→ Exercise data

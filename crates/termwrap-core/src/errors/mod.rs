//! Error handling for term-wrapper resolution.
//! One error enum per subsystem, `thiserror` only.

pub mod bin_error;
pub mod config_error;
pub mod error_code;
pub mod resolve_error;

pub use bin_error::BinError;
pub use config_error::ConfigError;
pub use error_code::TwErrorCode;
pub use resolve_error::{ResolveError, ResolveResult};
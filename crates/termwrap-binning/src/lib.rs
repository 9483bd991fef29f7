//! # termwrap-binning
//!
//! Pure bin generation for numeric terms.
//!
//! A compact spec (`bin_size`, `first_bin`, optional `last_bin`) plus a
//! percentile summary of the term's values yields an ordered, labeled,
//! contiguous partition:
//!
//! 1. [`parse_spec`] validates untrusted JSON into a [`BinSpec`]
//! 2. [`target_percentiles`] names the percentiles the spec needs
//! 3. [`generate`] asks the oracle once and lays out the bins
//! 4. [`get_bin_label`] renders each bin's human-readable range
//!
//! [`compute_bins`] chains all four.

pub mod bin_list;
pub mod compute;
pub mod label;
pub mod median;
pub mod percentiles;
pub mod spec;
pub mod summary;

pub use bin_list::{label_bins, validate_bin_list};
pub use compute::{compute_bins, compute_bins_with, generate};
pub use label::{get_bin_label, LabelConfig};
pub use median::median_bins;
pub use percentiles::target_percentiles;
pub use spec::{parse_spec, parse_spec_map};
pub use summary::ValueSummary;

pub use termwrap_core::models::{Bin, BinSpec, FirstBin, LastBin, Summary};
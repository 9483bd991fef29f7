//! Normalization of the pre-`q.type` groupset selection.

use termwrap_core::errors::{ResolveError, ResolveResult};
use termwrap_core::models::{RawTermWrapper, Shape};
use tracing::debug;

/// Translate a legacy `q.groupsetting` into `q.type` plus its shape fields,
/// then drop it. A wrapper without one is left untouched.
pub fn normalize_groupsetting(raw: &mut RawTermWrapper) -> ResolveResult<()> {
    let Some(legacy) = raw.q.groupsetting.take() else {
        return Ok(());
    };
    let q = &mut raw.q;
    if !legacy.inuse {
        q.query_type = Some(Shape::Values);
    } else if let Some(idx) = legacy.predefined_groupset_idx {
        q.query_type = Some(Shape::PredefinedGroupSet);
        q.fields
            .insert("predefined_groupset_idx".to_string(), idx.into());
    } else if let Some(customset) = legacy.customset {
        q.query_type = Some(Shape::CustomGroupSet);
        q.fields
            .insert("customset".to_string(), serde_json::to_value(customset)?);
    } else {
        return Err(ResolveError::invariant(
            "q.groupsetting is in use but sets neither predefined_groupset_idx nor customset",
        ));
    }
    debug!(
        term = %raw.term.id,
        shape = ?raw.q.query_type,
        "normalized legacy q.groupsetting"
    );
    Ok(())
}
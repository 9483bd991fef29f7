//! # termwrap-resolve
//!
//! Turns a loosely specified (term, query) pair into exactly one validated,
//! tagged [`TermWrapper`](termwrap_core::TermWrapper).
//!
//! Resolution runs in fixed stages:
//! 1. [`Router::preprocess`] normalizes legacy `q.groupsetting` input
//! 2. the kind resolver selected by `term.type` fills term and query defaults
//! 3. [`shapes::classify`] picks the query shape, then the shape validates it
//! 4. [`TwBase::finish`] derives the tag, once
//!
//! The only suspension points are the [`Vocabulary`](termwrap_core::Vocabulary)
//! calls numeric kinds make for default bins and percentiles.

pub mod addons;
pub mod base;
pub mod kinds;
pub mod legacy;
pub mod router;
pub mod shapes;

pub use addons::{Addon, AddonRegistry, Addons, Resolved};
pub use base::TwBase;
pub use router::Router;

→ The task
The material is to be written out once more, exactly and in full.

→ Response to the exercise
filename crates/termwrap-core/src/errors/mod.rs
//! Error handling for term-wrapper resolution.
//! One error enum per subsystem, `thiserror` only.

pub mod bin_error;
pub mod config_error;
pub mod error_code;
pub mod resolve_error;

pub use bin_error::BinError;
pub use config_error::ConfigError;
pub use error_code::TwErrorCode;
pub use resolve_error::{ResolveError, ResolveResult};
filename crates/termwrap-binning/src/lib.rs
repository 9483bd991fef29f7
//! # termwrap-binning
//!
//! Pure bin generation for numeric terms.
//!
//! A compact spec (`bin_size`, `first_bin`, optional `last_bin`) plus a
//! percentile summary of the term's values yields an ordered, labeled,
//! contiguous partition:
//!
//! 1. [`parse_spec`] validates untrusted JSON into a [`BinSpec`]
//! 2. [`target_percentiles`] names the percentiles the spec needs
//! 3. [`generate`] asks the oracle once and lays out the bins
//! 4. [`get_bin_label`] renders each bin's human-readable range
//!
//! [`compute_bins`] chains all four.

pub mod bin_list;
pub mod compute;
pub mod label;
pub mod median;
pub mod percentiles;
pub mod spec;
pub mod summary;

pub use bin_list::{label_bins, validate_bin_list};
pub use compute::{compute_bins, compute_bins_with, generate};
pub use label::{get_bin_label, LabelConfig};
pub use median::median_bins;
pub use percentiles::target_percentiles;
pub use spec::{parse_spec, parse_spec_map};
pub use summary::ValueSummary;

pub use termwrap_core::models::{Bin, BinSpec, FirstBin, LastBin, Summary};
repository 9483bd991fef29f7
//! Normalization of the pre-`q.type` groupset selection.

use termwrap_core::errors::{ResolveError, ResolveResult};
use termwrap_core::models::{RawTermWrapper, Shape};
use tracing::debug;

/// Translate a legacy `q.groupsetting` into `q.type` plus its shape fields,
/// then drop it. A wrapper without one is left untouched.
pub fn normalize_groupsetting(raw: &mut RawTermWrapper) -> ResolveResult<()> {
    let Some(legacy) = raw.q.groupsetting.take() else {
        return Ok(());
    };
    let q = &mut raw.q;
    if !legacy.inuse {
        q.query_type = Some(Shape::Values);
    } else if let Some(idx) = legacy.predefined_groupset_idx {
        q.query_type = Some(Shape::PredefinedGroupSet);
        q.fields
            .insert("predefined_groupset_idx".to_string(), idx.into());
    } else if let Some(customset) = legacy.customset {
        q.query_type = Some(Shape::CustomGroupSet);
        q.fields
            .insert("customset".to_string(), serde_json::to_value(customset)?);
    } else {
        return Err(ResolveError::invariant(
            "q.groupsetting is in use but sets neither predefined_groupset_idx nor customset",
        ));
    }
    debug!(
        term = %raw.term.id,
        shape = ?raw.q.query_type,
        "normalized legacy q.groupsetting"
    );
    Ok(())
}
repository 9483bd991fef29f7
//! # termwrap-resolve
//!
//! Turns a loosely specified (term, query) pair into exactly one validated,
//! tagged [`TermWrapper`](termwrap_core::TermWrapper).
//!
//! Resolution runs in fixed stages:
//! 1. [`Router::preprocess`] normalizes legacy `q.groupsetting` input
//! 2. the kind resolver selected by `term.type` fills term and query defaults
//! 3. [`shapes::classify`] picks the query shape, then the shape validates it
//! 4. [`TwBase::finish`] derives the tag, once
//!
//! The only suspension points are the [`Vocabulary`](termwrap_core::Vocabulary)
//! calls numeric kinds make for default bins and percentiles.

pub mod addons;
pub mod base;
pub mod kinds;
pub mod legacy;
pub mod router;
pub mod shapes;

pub use addons::{Addon, AddonRegistry, Addons, Resolved};
pub use base::TwBase;
pub use router::Router;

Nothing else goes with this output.